━━ Data supplied ━━
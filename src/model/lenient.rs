//! Tolerant `deserialize_with` helpers for loosely-typed service payloads.
//!
//! A mistyped or null field is treated as absent instead of failing the
//! whole payload. Use together with `#[serde(default)]`.

use serde::de::DeserializeOwned;
use serde::{Deserialize, Deserializer};
use serde_json::Value;

/// Numbers and numeric strings become `Some`, anything else `None`.
pub fn number<'de, D: Deserializer<'de>>(deserializer: D) -> Result<Option<f64>, D::Error> {
    let value = Value::deserialize(deserializer)?;
    Ok(as_number(&value))
}

/// Strings become `Some`, anything else `None`.
pub fn text<'de, D: Deserializer<'de>>(deserializer: D) -> Result<Option<String>, D::Error> {
    let value = Value::deserialize(deserializer)?;
    Ok(match value {
        Value::String(s) => Some(s),
        _ => None,
    })
}

/// A nested object; non-objects yield the type's default.
pub fn object<'de, D, T>(deserializer: D) -> Result<T, D::Error>
where
    D: Deserializer<'de>,
    T: DeserializeOwned + Default,
{
    let value = Value::deserialize(deserializer)?;
    Ok(match value {
        Value::Object(_) => serde_json::from_value(value).unwrap_or_default(),
        _ => T::default(),
    })
}

/// A list of objects; a non-array yields an empty list and each item that
/// does not decode becomes the item type's default.
pub fn list<'de, D, T>(deserializer: D) -> Result<Vec<T>, D::Error>
where
    D: Deserializer<'de>,
    T: DeserializeOwned + Default,
{
    let value = Value::deserialize(deserializer)?;
    Ok(match value {
        Value::Array(items) => items
            .into_iter()
            .map(|item| serde_json::from_value(item).unwrap_or_default())
            .collect(),
        _ => Vec::new(),
    })
}

/// A list of display strings. Non-string scalars keep their JSON text;
/// `null` becomes an empty string.
pub fn strings<'de, D: Deserializer<'de>>(deserializer: D) -> Result<Vec<String>, D::Error> {
    let value = Value::deserialize(deserializer)?;
    Ok(match value {
        Value::Array(items) => items
            .into_iter()
            .map(|item| match item {
                Value::String(s) => s,
                Value::Null => String::new(),
                other => other.to_string(),
            })
            .collect(),
        _ => Vec::new(),
    })
}

fn as_number(value: &Value) -> Option<f64> {
    match value {
        Value::Number(n) => n.as_f64(),
        Value::String(s) => s.trim().parse::<f64>().ok().filter(|n| n.is_finite()),
        _ => None,
    }
}
/// Configuration schema and defaults for cloudcost.
///
/// Defines the TOML-serializable structure with the sections `[api]`,
/// `[export]`, `[web]`, `[logging]` and `[display]`. Every field has a
/// built-in default; users only set what they want to override.
use std::path::PathBuf;

use serde::{Deserialize, Serialize};

use crate::api::DEFAULT_BASE_URL;

// ---------------------------------------------------------------------------
// Top-level config
// ---------------------------------------------------------------------------

/// Maps directly to `~/.cloudcost/config.toml` and `.cloudcost.toml`.
#[derive(Debug, Clone, Default, PartialEq, Serialize, Deserialize)]
#[serde(default)]
pub struct CloudCostConfig {
    pub api: ApiConfig,
    pub export: ExportConfig,
    pub web: WebConfig,
    pub logging: LoggingConfig,
    pub display: DisplayConfig,
}

// ---------------------------------------------------------------------------
// [api]
// ---------------------------------------------------------------------------

/// Remote analysis service settings.
#[derive(Debug, Clone, PartialEq, Serialize, Deserialize)]
#[serde(default)]
pub struct ApiConfig {
    /// Base URL; `/predict-cost` and `/detect-waste` are appended.
    pub base_url: String,
    /// Whole-request timeout in milliseconds. `0` waits indefinitely.
    pub timeout_ms: u64,
}

impl Default for ApiConfig {
    fn default() -> Self {
        Self {
            base_url: DEFAULT_BASE_URL.to_string(),
            timeout_ms: 0,
        }
    }
}

// ---------------------------------------------------------------------------
// [export]
// ---------------------------------------------------------------------------

#[derive(Debug, Clone, Default, PartialEq, Serialize, Deserialize)]
#[serde(default)]
pub struct ExportConfig {
    /// Directory for downloaded reports. Unset means the current directory.
    #[serde(skip_serializing_if = "Option::is_none")]
    pub dir: Option<PathBuf>,
}

// ---------------------------------------------------------------------------
// [web]
// ---------------------------------------------------------------------------

#[derive(Debug, Clone, PartialEq, Serialize, Deserialize)]
#[serde(default)]
pub struct WebConfig {
    /// Listen address for `cloudcost web`.
    pub addr: String,
    /// Open the dashboard in the default browser on start.
    pub open_browser: bool,
}

impl Default for WebConfig {
    fn default() -> Self {
        Self {
            addr: "127.0.0.1:9747".to_string(),
            open_browser: true,
        }
    }
}

// ---------------------------------------------------------------------------
// [logging]
// ---------------------------------------------------------------------------

#[derive(Debug, Clone, PartialEq, Serialize, Deserialize)]
#[serde(default)]
pub struct LoggingConfig {
    /// Append every analysis to the history log.
    pub enabled: bool,
    /// Override for `~/.cloudcost/history.jsonl`.
    #[serde(skip_serializing_if = "Option::is_none")]
    pub history_file: Option<PathBuf>,
}

impl Default for LoggingConfig {
    fn default() -> Self {
        Self {
            enabled: true,
            history_file: None,
        }
    }
}

// ---------------------------------------------------------------------------
// [display]
// ---------------------------------------------------------------------------

#[derive(Debug, Clone, PartialEq, Serialize, Deserialize)]
#[serde(default)]
pub struct DisplayConfig {
    /// Colorize terminal output.
    pub color: bool,
    /// Character width of utilisation bars in terminal tables.
    pub bar_width: usize,
}

impl Default for DisplayConfig {
    fn default() -> Self {
        Self {
            color: true,
            bar_width: 10,
        }
    }
}

impl CloudCostConfig {
    /// Annotated default config written by `cloudcost config init`.
    pub fn default_toml() -> &'static str {
        DEFAULT_TOML
    }
}

const DEFAULT_TOML: &str = r#"# cloudcost configuration
#
# Precedence (highest last): built-in defaults, this file,
# .cloudcost.toml in the working directory, CLOUDCOST_* environment variables.

[api]
# Analysis service base URL.
base_url = "https://cloudcost-optimizer-api.onrender.com"
# Request timeout in milliseconds (0 = wait indefinitely).
timeout_ms = 0

[export]
# Directory for downloaded reports (defaults to the working directory).
# dir = "/path/to/reports"

[web]
addr = "127.0.0.1:9747"
open_browser = true

[logging]
# Record every analysis in ~/.cloudcost/history.jsonl
enabled = true
# history_file = "/path/to/history.jsonl"

[display]
color = true
bar_width = 10
"#;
━━━
Every entry above must be returned word for word.

filename src/model/lenient.rs
//! Tolerant `deserialize_with` helpers for loosely-typed service payloads.
//!
//! A mistyped or null field is treated as absent instead of failing the
//! whole payload. Use together with `#[serde(default)]`.

use serde::de::DeserializeOwned;
use serde::{Deserialize, Deserializer};
use serde_json::Value;

/// Numbers and numeric strings become `Some`, anything else `None`.
pub fn number<'de, D: Deserializer<'de>>(deserializer: D) -> Result<Option<f64>, D::Error> {
    let value = Value::deserialize(deserializer)?;
    Ok(as_number(&value))
}

/// Strings become `Some`, anything else `None`.
pub fn text<'de, D: Deserializer<'de>>(deserializer: D) -> Result<Option<String>, D::Error> {
    let value = Value::deserialize(deserializer)?;
    Ok(match value {
        Value::String(s) => Some(s),
        _ => None,
    })
}

/// A nested object; non-objects yield the type's default.
pub fn object<'de, D, T>(deserializer: D) -> Result<T, D::Error>
where
    D: Deserializer<'de>,
    T: DeserializeOwned + Default,
{
    let value = Value::deserialize(deserializer)?;
    Ok(match value {
        Value::Object(_) => serde_json::from_value(value).unwrap_or_default(),
        _ => T::default(),
    })
}

/// A list of objects; a non-array yields an empty list and each item that
/// does not decode becomes the item type's default.
pub fn list<'de, D, T>(deserializer: D) -> Result<Vec<T>, D::Error>
where
    D: Deserializer<'de>,
    T: DeserializeOwned + Default,
{
    let value = Value::deserialize(deserializer)?;
    Ok(match value {
        Value::Array(items) => items
            .into_iter()
            .map(|item| serde_json::from_value(item).unwrap_or_default())
            .collect(),
        _ => Vec::new(),
    })
}

/// A list of display strings. Non-string scalars keep their JSON text;
/// `null` becomes an empty string.
pub fn strings<'de, D: Deserializer<'de>>(deserializer: D) -> Result<Vec<String>, D::Error> {
    let value = Value::deserialize(deserializer)?;
    Ok(match value {
        Value::Array(items) => items
            .into_iter()
            .map(|item| match item {
                Value::String(s) => s,
                Value::Null => String::new(),
                other => other.to_string(),
            })
            .collect(),
        _ => Vec::new(),
    })
}

fn as_number(value: &Value) -> Option<f64> {
    match value {
        Value::Number(n) => n.as_f64(),
        Value::String(s) => s.trim().parse::<f64>().ok().filter(|n| n.is_finite()),
        _ => None,
    }
}
/// Configuration schema and defaults for cloudcost.
///
/// Defines the TOML-serializable structure with the sections `[api]`,
/// `[export]`, `[web]`, `[logging]` and `[display]`. Every field has a
/// built-in default; users only set what they want to override.
use std::path::PathBuf;

use serde::{Deserialize, Serialize};

use crate::api::DEFAULT_BASE_URL;

// ---------------------------------------------------------------------------
// Top-level config
// ---------------------------------------------------------------------------

/// Maps directly to `~/.cloudcost/config.toml` and `.cloudcost.toml`.
#[derive(Debug, Clone, Default, PartialEq, Serialize, Deserialize)]
#[serde(default)]
pub struct CloudCostConfig {
    pub api: ApiConfig,
    pub export: ExportConfig,
    pub web: WebConfig,
    pub logging: LoggingConfig,
    pub display: DisplayConfig,
}

// ---------------------------------------------------------------------------
// [api]
// ---------------------------------------------------------------------------

/// Remote analysis service settings.
#[derive(Debug, Clone, PartialEq, Serialize, Deserialize)]
#[serde(default)]
pub struct ApiConfig {
    /// Base URL; `/predict-cost` and `/detect-waste` are appended.
    pub base_url: String,
    /// Whole-request timeout in milliseconds. `0` waits indefinitely.
    pub timeout_ms: u64,
}

impl Default for ApiConfig {
    fn default() -> Self {
        Self {
            base_url: DEFAULT_BASE_URL.to_string(),
            timeout_ms: 0,
        }
    }
}

// ---------------------------------------------------------------------------
// [export]
// ---------------------------------------------------------------------------

#[derive(Debug, Clone, Default, PartialEq, Serialize, Deserialize)]
#[serde(default)]
pub struct ExportConfig {
    /// Directory for downloaded reports. Unset means the current directory.
    #[serde(skip_serializing_if = "Option::is_none")]
    pub dir: Option<PathBuf>,
}

// ---------------------------------------------------------------------------
// [web]
// ---------------------------------------------------------------------------

#[derive(Debug, Clone, PartialEq, Serialize, Deserialize)]
#[serde(default)]
pub struct WebConfig {
    /// Listen address for `cloudcost web`.
    pub addr: String,
    /// Open the dashboard in the default browser on start.
    pub open_browser: bool,
}

impl Default for WebConfig {
    fn default() -> Self {
        Self {
            addr: "127.0.0.1:9747".to_string(),
            open_browser: true,
        }
    }
}

// ---------------------------------------------------------------------------
// [logging]
// ---------------------------------------------------------------------------

#[derive(Debug, Clone, PartialEq, Serialize, Deserialize)]
#[serde(default)]
pub struct LoggingConfig {
    /// Append every analysis to the history log.
    pub enabled: bool,
    /// Override for `~/.cloudcost/history.jsonl`.
    #[serde(skip_serializing_if = "Option::is_none")]
    pub history_file: Option<PathBuf>,
}

impl Default for LoggingConfig {
    fn default() -> Self {
        Self {
            enabled: true,
            history_file: None,
        }
    }
}

// ---------------------------------------------------------------------------
// [display]
// ---------------------------------------------------------------------------

#[derive(Debug, Clone, PartialEq, Serialize, Deserialize)]
#[serde(default)]
pub struct DisplayConfig {
    /// Colorize terminal output.
    pub color: bool,
    /// Character width of utilisation bars in terminal tables.
    pub bar_width: usize,
}

impl Default for DisplayConfig {
    fn default() -> Self {
        Self {
            color: true,
            bar_width: 10,
        }
    }
}

impl CloudCostConfig {
    /// Annotated default config written by `cloudcost config init`.
    pub fn default_toml() -> &'static str {
        DEFAULT_TOML
    }
}

const DEFAULT_TOML: &str = r#"# cloudcost configuration
#
# Precedence (highest last): built-in defaults, this file,
# .cloudcost.toml in the working directory, CLOUDCOST_* environment variables.

[api]
# Analysis service base URL.
base_url = "https://cloudcost-optimizer-api.onrender.com"
# Request timeout in milliseconds (0 = wait indefinitely).
timeout_ms = 0

[export]
# Directory for downloaded reports (defaults to the working directory).
# dir = "/path/to/reports"

[web]
addr = "127.0.0.1:9747"
open_browser = true

[logging]
# Record every analysis in ~/.cloudcost/history.jsonl
enabled = true
# history_file = "/path/to/history.jsonl"

[display]
color = true
bar_width = 10
"#;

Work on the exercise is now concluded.